# PROBLEM DESCRIPTION:
Produce a verbatim copy of the lines from the one holding "pub use shared::email::Email;" through the last line of the listing, and nothing else.

# DATASET EXCERPTS:

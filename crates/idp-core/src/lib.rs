//! Identity Domain Core
//!
//! The user / client domain shared by the SAML, OIDC and OAuth2
//! front-ends:
//! - Email value object and the User and Client aggregates
//! - Storage-agnostic repository contracts with in-memory and MongoDB adapters
//! - Registration, authentication and password change (`AuthService`)
//! - The ordered client authorization gate (`AuthorizationGate`)
//! - Single-use authorization codes
//!
//! ## Module Organization (Aggregate-based)
//!
//! Each aggregate contains:
//! - `entity` - Domain entities, storage records and read models
//! - `repository` - Persistence contract
//! - `service` - Administrative operations

// Aggregates
pub mod client;
pub mod user;

// Authentication
pub mod auth;

// Shared infrastructure
pub mod shared;
pub mod store;

pub mod seed;

pub use shared::error::{IdpError, Result, ValidationKind};
pub use shared::email::Email;
pub use shared::entity::{Entity, EntityMeta};
pub use shared::pagination::{Page, PageRequest};
pub use shared::tsid::{EntityId, TsidGenerator};

pub use user::{User, UserRecord, UserRepository, UserService, UserView};
pub use client::{
    AuthorizationGate, AuthorizationRequest, Client, ClientMetadata, ClientRecord,
    ClientRepository, ClientService, ClientType, ClientUpdate, ClientView, NewClient,
};
pub use auth::{
    Argon2Config, Argon2PasswordHasher, AuthService, AuthServiceConfig, AuthorizationCode,
    AuthorizationCodeRepository, AuthorizationCodeService, PasswordHasher, PasswordPolicy,
};
pub use seed::{DevDataSeeder, SeedReport};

# WRITTEN RESPONSE:
pub use shared::email::Email;
pub use shared::entity::{Entity, EntityMeta};
pub use shared::pagination::{Page, PageRequest};
pub use shared::tsid::{EntityId, TsidGenerator};

pub use user::{User, UserRecord, UserRepository, UserService, UserView};
pub use client::{
    AuthorizationGate, AuthorizationRequest, Client, ClientMetadata, ClientRecord,
    ClientRepository, ClientService, ClientType, ClientUpdate, ClientView, NewClient,
};
pub use auth::{
    Argon2Config, Argon2PasswordHasher, AuthService, AuthServiceConfig, AuthorizationCode,
    AuthorizationCodeRepository, AuthorizationCodeService, PasswordHasher, PasswordPolicy,
};
pub use seed::{DevDataSeeder, SeedReport};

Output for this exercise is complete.